Like so many trends, the look sashayed off the fashion runway and into the home. Think glazed fabrics and leather handbags with an oyster-shell sheen. Think Malia Obama’s blue silk skirt at her dad’s victory speech earlier this month.

The lustrous look may sound formal, but it’s surprisingly versatile, designers say. It can loosen up traditional furniture by making it a little more daring or flirty, or it can add a surprising touch of opulence to a casual setting.

“It’s the jewelry,” said Jana Burvikovs, senior creative director for furniture maker Highland House. “You can dress it up or dress it down.”

Today’s shimmery finishes have a soft nature that make them work as neutrals, said Renee Loper, a marketing vice president with Bassett Furniture Industries. The company used the finishes and fabrics in the collection it recently introduced for HGTV Home, including an understated metallic finish on a hall chest and a pearlized coating on an end table. A sectional sofa in the collection was covered in an ivory fabric shot through with metallic threads and accented with pillows that had a bit more metallic in them – “still safe and basic,” she said, “but updated for today.”

Those luminous looks are eye candy, Loper said, pieces that get attention without commanding center stage.

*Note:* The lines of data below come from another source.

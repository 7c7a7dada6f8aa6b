//! # Domain Types
//!
//! Value types shared by every Tally POS crate.
//!
//! ## Type Hierarchy
//! ```text
//! ┌─────────────────────────────────────────────────────────────────────────┐
//! │                         Domain Types                                    │
//! │                                                                         │
//! │  ┌─────────────────┐   ┌─────────────────┐   ┌─────────────────┐       │
//! │  │    Product      │   │      Sale       │   │  SalePayment    │       │
//! │  │  ─────────────  │   │  ─────────────  │   │  ─────────────  │       │
//! │  │  id (UUID)      │   │  id (UUID)      │   │  id (UUID)      │       │
//! │  │  sku (business) │   │  receipt_number │   │  sale_id (FK)   │       │
//! │  │  unit_label     │   │  status         │   │  sequence       │       │
//! │  │  price_cents    │   │  total_* (Money)│   │  method, amount │       │
//! │  └────────┬────────┘   └────────┬────────┘   └─────────────────┘       │
//! │           │ snapshot()          │ 1..N                                  │
//! │  ┌────────▼────────┐   ┌────────▼────────┐   ┌─────────────────┐       │
//! │  │ProductSnapshot  │──►│    SaleItem     │   │ PaymentMethod   │       │
//! │  │  name, sku,     │   │  frozen copy of │   │  cash, debit,   │       │
//! │  │  unit, price,   │   │  the snapshot + │   │  credit, pix,   │       │
//! │  │  tax rate       │   │  line totals    │   │  voucher, ...   │       │
//! │  └─────────────────┘   └─────────────────┘   └─────────────────┘       │
//! └─────────────────────────────────────────────────────────────────────────┘
//! ```
//!
//! ## Dual-Key Identity Pattern
//! Every entity has:
//! - `id`: UUID v4 - immutable, used for relations
//! - Business ID: (sku, receipt_number) - human-readable

use chrono::{DateTime, Utc};
use serde::{Deserialize, Serialize};
use std::fmt;
use std::str::FromStr;
use ts_rs::TS;

use crate::error::ValidationError;
use crate::money::{Money, Quantity};

// =============================================================================
// Tax Rate
// =============================================================================

/// Tax rate represented in basis points (bps).
///
/// ## Why Basis Points?
/// 1 basis point = 0.01% = 1/10000
/// 1800 bps = 18.00%
#[derive(Debug, Clone, Copy, PartialEq, Eq, Serialize, Deserialize, TS)]
#[ts(export)]
pub struct TaxRate(u32);

impl TaxRate {
    /// Creates a tax rate from basis points.
    #[inline]
    pub const fn from_bps(bps: u32) -> Self {
        TaxRate(bps)
    }

    /// Returns the rate in basis points.
    #[inline]
    pub const fn bps(&self) -> u32 {
        self.0
    }

    /// Returns the rate as a percentage (for display only).
    #[inline]
    pub fn percentage(&self) -> f64 {
        self.0 as f64 / 100.0
    }

    /// Zero tax rate.
    #[inline]
    pub const fn zero() -> Self {
        TaxRate(0)
    }

    /// Checks if tax rate is zero.
    #[inline]
    pub const fn is_zero(&self) -> bool {
        self.0 == 0
    }
}

impl Default for TaxRate {
    fn default() -> Self {
        TaxRate::zero()
    }
}

// =============================================================================
// Sale Status
// =============================================================================

/// Lifecycle state of a sale.
///
/// ## State Machine
/// ```text
///                add_payment
///   ┌──────┐ ─────────────────► ┌─────────────────┐
///   │ Open │                    │ PendingPayment  │
///   └──┬───┘                    └───────┬─────────┘
///      │ finalize / cancel              │ finalize / cancel
///      ▼                                ▼
///   ┌───────────┐  ┌───────────┐
///   │ Completed │  │ Cancelled │   (terminal)
///   └───────────┘  └───────────┘
/// ```
#[derive(Debug, Clone, Copy, PartialEq, Eq, Hash, Serialize, Deserialize, TS)]
#[cfg_attr(feature = "sqlx", derive(sqlx::Type))]
#[cfg_attr(feature = "sqlx", sqlx(rename_all = "snake_case"))]
#[ts(export)]
#[serde(rename_all = "snake_case")]
pub enum SaleStatus {
    /// Freshly opened, items and payments accepted.
    Open,
    /// At least one payment recorded; still accepts items and payments.
    PendingPayment,
    /// Finalized. Terminal.
    Completed,
    /// Abandoned before completion. Terminal.
    Cancelled,
}

impl SaleStatus {
    /// Every status, in lifecycle order.
    pub const ALL: [SaleStatus; 4] = [
        SaleStatus::Open,
        SaleStatus::PendingPayment,
        SaleStatus::Completed,
        SaleStatus::Cancelled,
    ];

    /// Whether items and payments may still be appended.
    #[inline]
    pub const fn is_mutable(&self) -> bool {
        matches!(self, SaleStatus::Open | SaleStatus::PendingPayment)
    }

    #[inline]
    pub const fn is_terminal(&self) -> bool {
        !self.is_mutable()
    }

    /// Wire/storage name.
    pub const fn as_str(&self) -> &'static str {
        match self {
            SaleStatus::Open => "open",
            SaleStatus::PendingPayment => "pending_payment",
            SaleStatus::Completed => "completed",
            SaleStatus::Cancelled => "cancelled",
        }
    }
}

impl Default for SaleStatus {
    fn default() -> Self {
        SaleStatus::Open
    }
}

impl fmt::Display for SaleStatus {
    fn fmt(&self, f: &mut fmt::Formatter<'_>) -> fmt::Result {
        f.write_str(self.as_str())
    }
}

impl FromStr for SaleStatus {
    type Err = ValidationError;

    fn from_str(s: &str) -> Result<Self, Self::Err> {
        SaleStatus::ALL
            .into_iter()
            .find(|status| status.as_str() == s)
            .ok_or_else(|| ValidationError::NotAllowed {
                field: "status".to_string(),
                allowed: SaleStatus::ALL.iter().map(|s| s.as_str().to_string()).collect(),
            })
    }
}

// =============================================================================
// Payment Method
// =============================================================================

#[cfg_attr(feature = "sqlx", derive(sqlx::Type))]
#[cfg_attr(feature = "sqlx", sqlx(rename_all = "snake_case"))]
#[derive(Debug, Clone, Copy, PartialEq, Eq, Hash, Serialize, Deserialize, TS)]
#[ts(export)]
#[serde(rename_all = "snake_case")]
pub enum PaymentMethod {
    /// Physical cash payment.
    Cash,
    /// Debit card on an external terminal.
    Debit,
    /// Credit card on an external terminal.
    Credit,
    /// Instant bank transfer by QR code.
    Pix,
    /// Meal or gift voucher.
    Voucher,
    /// Regular bank transfer.
    Transfer,
    Other,
}

impl PaymentMethod {
    pub const ALL: [PaymentMethod; 7] = [
        PaymentMethod::Cash,
        PaymentMethod::Debit,
        PaymentMethod::Credit,
        PaymentMethod::Pix,
        PaymentMethod::Voucher,
        PaymentMethod::Transfer,
        PaymentMethod::Other,
    ];

    pub const fn as_str(&self) -> &'static str {
        match self {
            PaymentMethod::Cash => "cash",
            PaymentMethod::Debit => "debit",
            PaymentMethod::Credit => "credit",
            PaymentMethod::Pix => "pix",
            PaymentMethod::Voucher => "voucher",
            PaymentMethod::Transfer => "transfer",
            PaymentMethod::Other => "other",
        }
    }
}

impl fmt::Display for PaymentMethod {
    fn fmt(&self, f: &mut fmt::Formatter<'_>) -> fmt::Result {
        f.write_str(self.as_str())
    }
}

/// Parses the wire name, case-insensitively.
///
/// ## Example
/// ```rust
/// use tally_core::types::PaymentMethod;
///
/// assert_eq!("PIX".parse::<PaymentMethod>().unwrap(), PaymentMethod::Pix);
/// assert!("cheque".parse::<PaymentMethod>().is_err());
/// ```
impl FromStr for PaymentMethod {
    type Err = ValidationError;

    fn from_str(s: &str) -> Result<Self, Self::Err> {
        let wanted = s.trim().to_ascii_lowercase();
        PaymentMethod::ALL
            .into_iter()
            .find(|m| m.as_str() == wanted)
            .ok_or_else(|| ValidationError::NotAllowed {
                field: "method".to_string(),
                allowed: PaymentMethod::ALL.iter().map(|m| m.as_str().to_string()).collect(),
            })
    }
}

// =============================================================================
// Product
// =============================================================================

/// A product available for sale.
#[derive(Debug, Clone, PartialEq, Serialize, Deserialize, TS)]
#[ts(export)]
pub struct Product {
    /// Unique identifier (UUID v4).
    pub id: String,

    /// Stock Keeping Unit - business identifier.
    pub sku: String,

    /// Display name shown to cashier and on receipt.
    pub name: String,

    /// Unit of measure printed next to quantities ("un", "kg", "m").
    pub unit_label: String,

    /// Price in cents (smallest currency unit).
    pub price_cents: i64,

    /// Tax rate in basis points (1800 = 18%).
    pub tax_rate_bps: u32,

    /// Whether product is active (soft delete).
    pub is_active: bool,

    #[ts(as = "String")]
    pub created_at: DateTime<Utc>,

    #[ts(as = "String")]
    pub updated_at: DateTime<Utc>,
}

impl Product {
    #[inline]
    pub fn price(&self) -> Money {
        Money::from_cents(self.price_cents)
    }

    #[inline]
    pub fn tax_rate(&self) -> TaxRate {
        TaxRate::from_bps(self.tax_rate_bps)
    }

    /// Freezes the fields a sale line needs.
    pub fn snapshot(&self) -> ProductSnapshot {
        ProductSnapshot {
            product_id: self.id.clone(),
            name: self.name.clone(),
            sku: self.sku.clone(),
            unit_label: self.unit_label.clone(),
            unit_price: self.price(),
            tax_rate: self.tax_rate(),
        }
    }
}

/// What the product lookup hands to the sale: identity and current price.
#[derive(Debug, Clone, PartialEq, Eq, Serialize, Deserialize, TS)]
#[ts(export)]
pub struct ProductSnapshot {
    pub product_id: String,
    pub name: String,
    pub sku: String,
    pub unit_label: String,
    pub unit_price: Money,
    pub tax_rate: TaxRate,
}

// =============================================================================
// Customer
// =============================================================================

/// Optional customer identification captured when a sale is opened.
#[derive(Debug, Clone, Default, PartialEq, Eq, Serialize, Deserialize, TS)]
#[ts(export)]
pub struct CustomerInfo {
    pub name: Option<String>,
    /// Tax identifier (CPF/CNPJ, VAT number, ...). Stored as given.
    pub tax_id: Option<String>,
    pub email: Option<String>,
}

// =============================================================================
// Sale
// =============================================================================

/// Sale header. Totals are always derived from the item and payment logs.
#[derive(Debug, Clone, PartialEq, Eq, Serialize, Deserialize, TS)]
#[ts(export)]
pub struct Sale {
    pub id: String,
    /// `YYYYMMDD-XXXXXXXX`, printed on the receipt.
    pub receipt_number: String,
    pub status: SaleStatus,
    pub operator_id: String,
    pub customer_name: Option<String>,
    pub customer_tax_id: Option<String>,
    pub customer_email: Option<String>,
    pub notes: Option<String>,
    pub total_gross: Money,
    pub total_discount: Money,
    pub total_tax: Money,
    pub total_net: Money,
    pub total_paid: Money,
    /// Zero until finalize, frozen afterwards.
    pub change_due: Money,
    #[ts(as = "String")]
    pub opened_at: DateTime<Utc>,
    #[ts(as = "Option<String>")]
    pub closed_at: Option<DateTime<Utc>>,
}

impl Sale {
    /// Amount still owed: `max(0, net - paid)`.
    pub fn balance_due(&self) -> Money {
        (self.total_net - self.total_paid).clamp_non_negative()
    }
}

// =============================================================================
// Sale Item
// =============================================================================

/// A line item in a sale.
/// Uses snapshot pattern to freeze product data at time of sale.
#[derive(Debug, Clone, PartialEq, Eq, Serialize, Deserialize, TS)]
#[ts(export)]
pub struct SaleItem {
    pub id: String,
    pub sale_id: String,
    /// 1-based position within the sale.
    pub sequence: i64,
    pub product_id: String,
    /// Product name at time of sale (frozen).
    pub product_name: String,
    /// SKU at time of sale (frozen).
    pub sku: String,
    pub unit_label: String,
    pub quantity: Quantity,
    pub unit_price: Money,
    pub discount_value: Money,
    pub tax_value: Money,
    /// `quantity × unit_price`, rounded half-up.
    pub gross_total: Money,
    /// `gross_total - discount_value + tax_value`, never negative.
    pub net_total: Money,
    #[ts(as = "String")]
    pub created_at: DateTime<Utc>,
}

// =============================================================================
// Sale Payment
// =============================================================================

/// A payment towards a sale.
/// A sale can have multiple payments for split tender scenarios.
#[derive(Debug, Clone, PartialEq, Eq, Serialize, Deserialize, TS)]
#[ts(export)]
pub struct SalePayment {
    pub id: String,
    pub sale_id: String,
    pub sequence: i64,
    pub method: PaymentMethod,
    pub amount: Money,
    /// External reference (card auth code, PIX end-to-end id, ...).
    pub transaction_reference: Option<String>,
    #[ts(as = "String")]
    pub paid_at: DateTime<Utc>,
}

// =============================================================================
// Unit Tests
// =============================================================================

“They become a statement piece in a room without being overpowering,” she said.

Because their luster makes those pieces noticeable, they offer an easy way to update a room, Loper said. Adding just a single accent piece can lend a fresher feel to the décor, she said.

Luster was in evidence at the High Point Market last month in North Carolina, where manufacturers were using it as a way to add contemporary elegance to furniture, lighting and accessories.

Probably the highest-profile example was a furniture collection created for Highland House by Candice Olson, the interior designer and TV personality known for putting a modern spin on traditional shapes and motifs.

Olson used lustrous fabrics and finishes in her collection to create contrast, Highland House’s Burvikovs said. The juxtaposition of shimmer against matte adds interest to a room and brings “a little bit of formality, but not too much,” she said.

Upholstered furniture maker Bradington-Young, on the other hand, used a bit of luminosity on a wing chair to achieve the opposite effect: to make a traditional shape a little more edgy, said Sandi Teague, director of upholstery merchandising for Hooker Furniture, Bradington-Young’s parent company. The back of the black patent leather chair has an embossed, silk-screened design with a silvery-gold sheen, which Teague said was aimed at customers who prefer more contemporary design.

The shimmery look works well with lighter tones such as whites and taupes, said Anthony Cox, executive vice president for product development for furniture maker Theodore Alexander. The moderate sheen adds sophistication and glamour to those light tones, said Cox, whose company introduced luminous pieces at High Point that included a neoclassical sofa with accent pillows in a light-reflecting silk velvet and a boxy cocktail table finished in burnished silver.

Stronger colors, on the other hand, might be overpowering with the addition of shine, Burvikovs noted.

“I think it’s more pleasing to the eye if it isn’t a bold color,” she said. “It’s got to be livable still.”

One of the elements of the Candice Olson Collection that was getting attention was a wood finish Olson calls Glint, a warm combination of gold and silver. The finish was used to dramatic effect on a table base with an espresso wood top, Burvikovs said, and it’s especially effective because it doesn’t jump out at the viewer.

Bassett was showing similarly complex metallic finishes in the furniture it introduced for HGTV Home. Those finishes were accomplished by layering colors to produce more dimension and texture – a look that makes them play well with other metals in a house, Loper said.

The lustrous look has another benefit, too: Since the surfaces are reflective, they bring a bit more light into a room, Cox noted. Maybe that’s why they seem so inviting this time of year, when sunshine is at a premium.

A little bit of sparkle just makes us feel better, it seems – just like that perfect piece of jewelry.